=== Begin Enclosure ===

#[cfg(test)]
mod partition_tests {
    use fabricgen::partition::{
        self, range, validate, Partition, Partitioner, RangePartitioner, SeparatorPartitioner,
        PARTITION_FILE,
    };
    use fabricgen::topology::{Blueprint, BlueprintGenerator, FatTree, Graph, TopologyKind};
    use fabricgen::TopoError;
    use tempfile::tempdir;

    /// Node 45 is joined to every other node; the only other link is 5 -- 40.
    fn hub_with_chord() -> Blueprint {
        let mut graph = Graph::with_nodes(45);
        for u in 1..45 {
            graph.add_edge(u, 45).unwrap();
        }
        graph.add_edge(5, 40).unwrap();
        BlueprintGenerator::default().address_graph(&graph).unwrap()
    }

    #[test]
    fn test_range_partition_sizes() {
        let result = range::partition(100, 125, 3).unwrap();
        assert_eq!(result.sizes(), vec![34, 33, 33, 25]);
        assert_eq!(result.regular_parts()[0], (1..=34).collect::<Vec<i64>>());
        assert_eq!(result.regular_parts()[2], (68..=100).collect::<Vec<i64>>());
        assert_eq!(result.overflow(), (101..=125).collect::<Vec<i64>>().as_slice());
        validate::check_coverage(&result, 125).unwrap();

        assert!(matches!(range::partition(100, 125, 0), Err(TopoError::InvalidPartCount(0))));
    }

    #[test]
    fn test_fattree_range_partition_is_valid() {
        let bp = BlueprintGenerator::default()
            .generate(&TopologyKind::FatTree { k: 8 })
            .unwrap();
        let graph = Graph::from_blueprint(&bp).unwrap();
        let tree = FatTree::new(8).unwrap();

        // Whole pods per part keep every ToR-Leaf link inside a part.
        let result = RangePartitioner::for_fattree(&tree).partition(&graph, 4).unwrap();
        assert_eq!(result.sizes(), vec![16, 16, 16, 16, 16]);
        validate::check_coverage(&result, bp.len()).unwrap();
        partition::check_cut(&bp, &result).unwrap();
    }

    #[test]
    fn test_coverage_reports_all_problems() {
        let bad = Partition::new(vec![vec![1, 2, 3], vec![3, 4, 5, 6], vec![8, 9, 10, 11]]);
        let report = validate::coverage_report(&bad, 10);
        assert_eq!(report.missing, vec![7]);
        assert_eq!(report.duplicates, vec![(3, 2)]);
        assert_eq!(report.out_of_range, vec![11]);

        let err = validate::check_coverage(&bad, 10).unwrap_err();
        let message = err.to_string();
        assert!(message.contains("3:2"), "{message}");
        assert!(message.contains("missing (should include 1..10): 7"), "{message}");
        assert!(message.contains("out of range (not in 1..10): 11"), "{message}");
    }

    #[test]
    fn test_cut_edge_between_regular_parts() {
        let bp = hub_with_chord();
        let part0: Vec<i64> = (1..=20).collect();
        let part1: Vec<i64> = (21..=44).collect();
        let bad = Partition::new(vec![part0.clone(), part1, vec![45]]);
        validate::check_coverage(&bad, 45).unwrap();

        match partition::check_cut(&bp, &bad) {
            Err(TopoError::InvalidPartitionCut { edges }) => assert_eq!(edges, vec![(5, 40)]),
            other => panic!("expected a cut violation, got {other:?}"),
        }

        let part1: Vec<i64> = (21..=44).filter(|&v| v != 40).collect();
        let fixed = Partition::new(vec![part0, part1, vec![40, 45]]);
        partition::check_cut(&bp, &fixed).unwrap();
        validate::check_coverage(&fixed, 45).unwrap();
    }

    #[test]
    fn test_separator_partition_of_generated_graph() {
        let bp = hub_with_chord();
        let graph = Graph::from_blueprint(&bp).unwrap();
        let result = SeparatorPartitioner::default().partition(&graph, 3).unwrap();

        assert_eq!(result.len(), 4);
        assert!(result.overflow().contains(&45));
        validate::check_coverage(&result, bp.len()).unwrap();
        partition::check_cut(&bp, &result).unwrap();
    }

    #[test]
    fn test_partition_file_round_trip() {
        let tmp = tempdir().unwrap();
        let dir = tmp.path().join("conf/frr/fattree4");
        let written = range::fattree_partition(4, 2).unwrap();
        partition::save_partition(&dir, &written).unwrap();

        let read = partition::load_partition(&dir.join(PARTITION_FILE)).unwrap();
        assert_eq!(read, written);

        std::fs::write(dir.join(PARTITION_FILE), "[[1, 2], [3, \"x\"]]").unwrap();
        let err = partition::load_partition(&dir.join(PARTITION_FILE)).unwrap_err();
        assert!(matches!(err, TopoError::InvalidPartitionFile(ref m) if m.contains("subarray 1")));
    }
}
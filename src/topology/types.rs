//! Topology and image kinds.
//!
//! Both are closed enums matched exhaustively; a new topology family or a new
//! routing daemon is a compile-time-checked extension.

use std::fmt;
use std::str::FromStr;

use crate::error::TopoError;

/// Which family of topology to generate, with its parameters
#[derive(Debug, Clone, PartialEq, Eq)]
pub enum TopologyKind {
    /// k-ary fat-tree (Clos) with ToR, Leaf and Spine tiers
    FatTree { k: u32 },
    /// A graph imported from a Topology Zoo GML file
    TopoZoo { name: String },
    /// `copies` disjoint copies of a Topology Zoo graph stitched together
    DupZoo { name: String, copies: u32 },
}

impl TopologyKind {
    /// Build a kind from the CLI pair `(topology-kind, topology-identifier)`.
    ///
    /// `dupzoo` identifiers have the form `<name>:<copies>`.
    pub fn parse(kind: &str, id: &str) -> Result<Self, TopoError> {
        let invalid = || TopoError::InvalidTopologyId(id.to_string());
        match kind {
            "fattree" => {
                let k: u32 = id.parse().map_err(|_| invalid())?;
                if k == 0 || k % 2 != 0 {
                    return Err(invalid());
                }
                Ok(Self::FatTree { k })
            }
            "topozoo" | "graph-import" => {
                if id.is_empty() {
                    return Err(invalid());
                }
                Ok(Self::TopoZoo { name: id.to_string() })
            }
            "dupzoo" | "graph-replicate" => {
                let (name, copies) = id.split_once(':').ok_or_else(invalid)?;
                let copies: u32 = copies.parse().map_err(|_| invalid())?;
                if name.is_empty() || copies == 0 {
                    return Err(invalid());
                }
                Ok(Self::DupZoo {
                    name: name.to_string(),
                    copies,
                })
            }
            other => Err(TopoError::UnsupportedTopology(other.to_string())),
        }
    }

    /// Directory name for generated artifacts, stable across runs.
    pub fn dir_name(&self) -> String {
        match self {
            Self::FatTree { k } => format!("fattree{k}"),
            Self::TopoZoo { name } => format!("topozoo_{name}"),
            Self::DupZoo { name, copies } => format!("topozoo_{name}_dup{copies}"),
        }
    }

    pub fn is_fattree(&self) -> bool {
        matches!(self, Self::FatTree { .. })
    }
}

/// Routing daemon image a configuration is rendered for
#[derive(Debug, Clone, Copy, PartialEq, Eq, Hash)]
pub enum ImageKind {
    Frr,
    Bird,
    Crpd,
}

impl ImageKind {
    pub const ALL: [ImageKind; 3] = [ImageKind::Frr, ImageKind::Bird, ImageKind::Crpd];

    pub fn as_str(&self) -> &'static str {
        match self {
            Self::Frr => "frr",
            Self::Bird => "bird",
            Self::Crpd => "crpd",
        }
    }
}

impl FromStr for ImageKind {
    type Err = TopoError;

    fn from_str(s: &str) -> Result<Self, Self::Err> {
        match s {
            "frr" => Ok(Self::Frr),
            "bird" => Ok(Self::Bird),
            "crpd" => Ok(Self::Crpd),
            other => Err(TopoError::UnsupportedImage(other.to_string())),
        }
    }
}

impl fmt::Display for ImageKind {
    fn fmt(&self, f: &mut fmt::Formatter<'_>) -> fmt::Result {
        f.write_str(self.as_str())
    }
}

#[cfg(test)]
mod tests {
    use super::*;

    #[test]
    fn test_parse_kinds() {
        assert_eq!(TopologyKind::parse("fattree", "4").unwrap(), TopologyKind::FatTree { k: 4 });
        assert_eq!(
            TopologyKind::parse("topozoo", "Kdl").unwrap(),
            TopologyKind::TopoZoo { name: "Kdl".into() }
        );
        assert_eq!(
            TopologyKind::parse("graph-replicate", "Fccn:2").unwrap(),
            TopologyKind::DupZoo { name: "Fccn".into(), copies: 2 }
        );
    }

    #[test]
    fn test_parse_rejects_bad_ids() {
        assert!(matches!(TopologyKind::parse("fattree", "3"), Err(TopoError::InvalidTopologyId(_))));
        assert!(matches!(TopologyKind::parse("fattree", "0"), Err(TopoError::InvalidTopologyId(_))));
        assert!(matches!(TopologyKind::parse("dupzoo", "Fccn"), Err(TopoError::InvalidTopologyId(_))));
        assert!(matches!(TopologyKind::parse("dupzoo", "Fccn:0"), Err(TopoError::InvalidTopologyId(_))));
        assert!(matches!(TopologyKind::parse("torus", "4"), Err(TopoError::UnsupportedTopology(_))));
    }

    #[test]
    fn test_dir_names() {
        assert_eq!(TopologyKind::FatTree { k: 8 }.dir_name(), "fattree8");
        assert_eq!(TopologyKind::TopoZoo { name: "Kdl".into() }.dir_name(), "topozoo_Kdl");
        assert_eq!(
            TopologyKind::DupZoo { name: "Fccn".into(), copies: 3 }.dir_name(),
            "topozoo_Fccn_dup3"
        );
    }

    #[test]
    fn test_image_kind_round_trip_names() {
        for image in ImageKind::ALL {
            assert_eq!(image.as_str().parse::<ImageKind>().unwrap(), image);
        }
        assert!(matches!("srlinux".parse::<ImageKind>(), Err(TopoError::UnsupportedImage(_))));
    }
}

=== End Enclosure ===
=== Begin Enclosure ===

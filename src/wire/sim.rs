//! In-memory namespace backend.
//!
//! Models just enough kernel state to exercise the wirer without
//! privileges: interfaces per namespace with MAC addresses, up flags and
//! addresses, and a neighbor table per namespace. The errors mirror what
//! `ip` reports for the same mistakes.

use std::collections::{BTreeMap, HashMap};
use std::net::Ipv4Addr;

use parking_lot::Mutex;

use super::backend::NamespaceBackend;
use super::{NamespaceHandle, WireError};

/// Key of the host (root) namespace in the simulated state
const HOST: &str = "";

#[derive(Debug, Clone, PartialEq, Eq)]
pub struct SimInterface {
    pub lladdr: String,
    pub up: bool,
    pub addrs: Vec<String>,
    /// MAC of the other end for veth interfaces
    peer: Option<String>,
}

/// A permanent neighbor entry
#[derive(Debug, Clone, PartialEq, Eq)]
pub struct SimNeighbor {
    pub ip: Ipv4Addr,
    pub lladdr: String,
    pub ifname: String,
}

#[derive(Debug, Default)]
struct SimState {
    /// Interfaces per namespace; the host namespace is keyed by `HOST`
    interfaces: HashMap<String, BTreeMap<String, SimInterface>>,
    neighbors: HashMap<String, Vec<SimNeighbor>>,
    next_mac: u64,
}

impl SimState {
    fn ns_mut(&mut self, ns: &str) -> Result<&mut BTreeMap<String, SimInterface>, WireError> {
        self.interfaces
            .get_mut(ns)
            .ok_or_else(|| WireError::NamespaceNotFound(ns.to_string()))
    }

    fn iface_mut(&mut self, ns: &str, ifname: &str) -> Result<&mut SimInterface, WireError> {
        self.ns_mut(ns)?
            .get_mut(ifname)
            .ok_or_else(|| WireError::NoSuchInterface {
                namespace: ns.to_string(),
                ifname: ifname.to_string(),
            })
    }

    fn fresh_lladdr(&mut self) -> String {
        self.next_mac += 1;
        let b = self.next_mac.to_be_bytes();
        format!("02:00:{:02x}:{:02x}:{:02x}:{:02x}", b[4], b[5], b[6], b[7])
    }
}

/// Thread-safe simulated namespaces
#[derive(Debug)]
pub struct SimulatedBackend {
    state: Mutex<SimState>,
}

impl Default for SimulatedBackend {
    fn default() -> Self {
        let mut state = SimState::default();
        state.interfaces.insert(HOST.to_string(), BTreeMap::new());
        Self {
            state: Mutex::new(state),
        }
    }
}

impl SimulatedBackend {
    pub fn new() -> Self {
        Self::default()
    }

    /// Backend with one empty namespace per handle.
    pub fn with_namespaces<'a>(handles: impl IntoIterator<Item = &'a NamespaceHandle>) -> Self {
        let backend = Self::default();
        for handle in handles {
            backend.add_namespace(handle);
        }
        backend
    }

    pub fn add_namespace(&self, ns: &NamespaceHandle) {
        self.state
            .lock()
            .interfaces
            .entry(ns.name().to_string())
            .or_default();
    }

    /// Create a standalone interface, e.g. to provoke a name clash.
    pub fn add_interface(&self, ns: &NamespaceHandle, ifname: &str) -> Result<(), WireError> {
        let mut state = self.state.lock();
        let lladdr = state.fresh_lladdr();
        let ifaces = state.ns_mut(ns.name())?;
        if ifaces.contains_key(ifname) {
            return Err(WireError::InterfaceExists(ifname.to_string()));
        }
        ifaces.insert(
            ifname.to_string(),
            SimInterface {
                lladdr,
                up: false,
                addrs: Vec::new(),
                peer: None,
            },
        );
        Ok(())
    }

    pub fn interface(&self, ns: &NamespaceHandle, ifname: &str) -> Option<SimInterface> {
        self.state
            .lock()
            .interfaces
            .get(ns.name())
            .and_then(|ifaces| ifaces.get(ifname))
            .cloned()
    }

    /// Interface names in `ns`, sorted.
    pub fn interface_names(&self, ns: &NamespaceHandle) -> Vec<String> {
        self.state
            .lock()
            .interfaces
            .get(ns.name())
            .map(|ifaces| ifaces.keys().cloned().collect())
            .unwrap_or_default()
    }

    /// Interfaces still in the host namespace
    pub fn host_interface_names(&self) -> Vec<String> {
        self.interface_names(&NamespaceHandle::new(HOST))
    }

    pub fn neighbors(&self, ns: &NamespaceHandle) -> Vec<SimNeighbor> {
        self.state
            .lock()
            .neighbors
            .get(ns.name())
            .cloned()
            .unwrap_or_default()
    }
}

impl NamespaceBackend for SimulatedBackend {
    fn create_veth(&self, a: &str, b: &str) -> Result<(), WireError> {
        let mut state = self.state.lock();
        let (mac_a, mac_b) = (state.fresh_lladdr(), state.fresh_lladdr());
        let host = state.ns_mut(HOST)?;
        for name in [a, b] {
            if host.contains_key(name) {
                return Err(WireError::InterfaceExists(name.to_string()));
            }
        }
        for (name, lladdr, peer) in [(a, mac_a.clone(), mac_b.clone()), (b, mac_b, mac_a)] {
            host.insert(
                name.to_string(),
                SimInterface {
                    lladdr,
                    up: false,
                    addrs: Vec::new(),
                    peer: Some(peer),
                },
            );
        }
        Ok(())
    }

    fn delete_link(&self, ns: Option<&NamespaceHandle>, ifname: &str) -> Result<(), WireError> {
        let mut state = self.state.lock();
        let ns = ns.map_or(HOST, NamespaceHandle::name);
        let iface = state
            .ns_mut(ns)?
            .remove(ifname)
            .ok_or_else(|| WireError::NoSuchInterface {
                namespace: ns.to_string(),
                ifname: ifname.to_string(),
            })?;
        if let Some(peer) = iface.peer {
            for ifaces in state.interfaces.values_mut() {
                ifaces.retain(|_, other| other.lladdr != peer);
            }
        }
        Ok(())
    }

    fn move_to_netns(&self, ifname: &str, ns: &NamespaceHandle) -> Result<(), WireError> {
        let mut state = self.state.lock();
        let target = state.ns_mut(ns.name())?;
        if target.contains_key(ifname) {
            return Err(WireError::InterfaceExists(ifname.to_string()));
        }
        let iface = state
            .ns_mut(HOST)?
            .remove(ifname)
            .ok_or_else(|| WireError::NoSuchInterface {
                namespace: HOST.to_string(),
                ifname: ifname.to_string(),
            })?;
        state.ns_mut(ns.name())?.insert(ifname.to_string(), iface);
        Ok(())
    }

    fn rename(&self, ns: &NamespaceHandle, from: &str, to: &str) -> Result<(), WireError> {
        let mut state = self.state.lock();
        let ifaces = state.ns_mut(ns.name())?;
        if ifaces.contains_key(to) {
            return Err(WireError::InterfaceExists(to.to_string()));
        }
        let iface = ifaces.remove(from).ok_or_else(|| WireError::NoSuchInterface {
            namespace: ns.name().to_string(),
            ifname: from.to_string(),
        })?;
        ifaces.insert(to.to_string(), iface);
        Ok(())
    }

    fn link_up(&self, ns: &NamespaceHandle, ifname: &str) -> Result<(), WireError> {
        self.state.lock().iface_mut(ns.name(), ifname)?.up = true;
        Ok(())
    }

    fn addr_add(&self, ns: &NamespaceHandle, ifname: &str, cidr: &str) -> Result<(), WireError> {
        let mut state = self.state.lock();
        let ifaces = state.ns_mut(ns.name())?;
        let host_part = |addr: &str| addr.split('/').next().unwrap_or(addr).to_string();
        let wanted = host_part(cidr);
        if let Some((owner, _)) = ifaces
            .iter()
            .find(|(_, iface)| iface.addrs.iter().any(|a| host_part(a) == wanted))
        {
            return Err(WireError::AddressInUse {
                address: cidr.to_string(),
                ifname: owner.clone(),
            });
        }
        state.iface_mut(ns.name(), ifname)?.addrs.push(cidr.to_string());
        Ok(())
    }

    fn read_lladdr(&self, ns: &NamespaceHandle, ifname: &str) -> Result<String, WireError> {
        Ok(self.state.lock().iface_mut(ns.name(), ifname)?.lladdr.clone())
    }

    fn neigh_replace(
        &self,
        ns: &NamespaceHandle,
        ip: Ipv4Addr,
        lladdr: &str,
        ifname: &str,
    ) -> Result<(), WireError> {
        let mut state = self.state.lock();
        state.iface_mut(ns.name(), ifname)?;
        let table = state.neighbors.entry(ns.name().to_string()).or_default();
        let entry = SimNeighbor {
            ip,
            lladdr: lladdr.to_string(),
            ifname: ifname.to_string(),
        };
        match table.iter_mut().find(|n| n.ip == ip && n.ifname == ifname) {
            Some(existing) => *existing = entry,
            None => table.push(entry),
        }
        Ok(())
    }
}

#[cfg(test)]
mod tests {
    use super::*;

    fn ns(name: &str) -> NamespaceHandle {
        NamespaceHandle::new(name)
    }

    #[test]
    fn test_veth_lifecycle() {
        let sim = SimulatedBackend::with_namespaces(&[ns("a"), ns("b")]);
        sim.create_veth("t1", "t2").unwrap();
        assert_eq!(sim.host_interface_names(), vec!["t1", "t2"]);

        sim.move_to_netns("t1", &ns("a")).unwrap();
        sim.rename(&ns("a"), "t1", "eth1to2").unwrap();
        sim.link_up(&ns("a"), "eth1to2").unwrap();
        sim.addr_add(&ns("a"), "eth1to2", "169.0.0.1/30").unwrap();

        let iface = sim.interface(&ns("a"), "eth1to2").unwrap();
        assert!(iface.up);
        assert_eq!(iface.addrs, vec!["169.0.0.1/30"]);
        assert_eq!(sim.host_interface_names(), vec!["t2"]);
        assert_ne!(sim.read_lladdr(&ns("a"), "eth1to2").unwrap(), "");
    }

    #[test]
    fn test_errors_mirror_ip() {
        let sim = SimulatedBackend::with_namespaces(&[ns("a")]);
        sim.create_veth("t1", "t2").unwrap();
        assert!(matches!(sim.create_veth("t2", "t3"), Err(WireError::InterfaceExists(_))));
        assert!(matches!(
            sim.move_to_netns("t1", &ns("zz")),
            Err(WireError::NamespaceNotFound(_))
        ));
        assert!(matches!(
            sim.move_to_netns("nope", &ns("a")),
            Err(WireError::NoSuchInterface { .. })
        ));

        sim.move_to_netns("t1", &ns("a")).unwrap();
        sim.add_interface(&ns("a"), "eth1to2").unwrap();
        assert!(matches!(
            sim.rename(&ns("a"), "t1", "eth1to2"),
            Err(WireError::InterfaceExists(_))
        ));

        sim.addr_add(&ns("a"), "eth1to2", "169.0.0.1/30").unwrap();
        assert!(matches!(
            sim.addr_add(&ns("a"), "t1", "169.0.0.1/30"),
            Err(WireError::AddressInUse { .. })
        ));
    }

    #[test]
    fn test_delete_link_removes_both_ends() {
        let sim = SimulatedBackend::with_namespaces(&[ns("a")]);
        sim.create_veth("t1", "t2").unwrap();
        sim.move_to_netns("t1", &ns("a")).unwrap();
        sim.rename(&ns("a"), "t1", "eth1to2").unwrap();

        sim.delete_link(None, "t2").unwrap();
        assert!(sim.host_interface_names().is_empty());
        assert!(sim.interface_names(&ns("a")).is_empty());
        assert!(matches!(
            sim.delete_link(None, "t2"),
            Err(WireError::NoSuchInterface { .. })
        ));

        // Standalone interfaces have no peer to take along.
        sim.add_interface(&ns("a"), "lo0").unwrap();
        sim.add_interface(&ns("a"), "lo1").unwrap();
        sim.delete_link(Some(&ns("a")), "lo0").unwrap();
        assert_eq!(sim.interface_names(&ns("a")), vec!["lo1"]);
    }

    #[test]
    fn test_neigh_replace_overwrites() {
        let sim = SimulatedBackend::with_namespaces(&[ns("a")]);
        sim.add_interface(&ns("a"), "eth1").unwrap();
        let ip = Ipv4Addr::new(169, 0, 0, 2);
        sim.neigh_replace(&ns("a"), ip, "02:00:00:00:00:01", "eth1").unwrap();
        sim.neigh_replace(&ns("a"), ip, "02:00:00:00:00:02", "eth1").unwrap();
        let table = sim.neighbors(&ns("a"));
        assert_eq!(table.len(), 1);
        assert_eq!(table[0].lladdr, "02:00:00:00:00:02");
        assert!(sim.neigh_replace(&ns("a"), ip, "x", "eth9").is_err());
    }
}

=== End Enclosure ===

• What the task asks:
All lines containing "tempdir" in the material above should appear in your reply, copied exactly.

• Answer to this problem:
    use tempfile::tempdir;
        let tmp = tempdir().unwrap();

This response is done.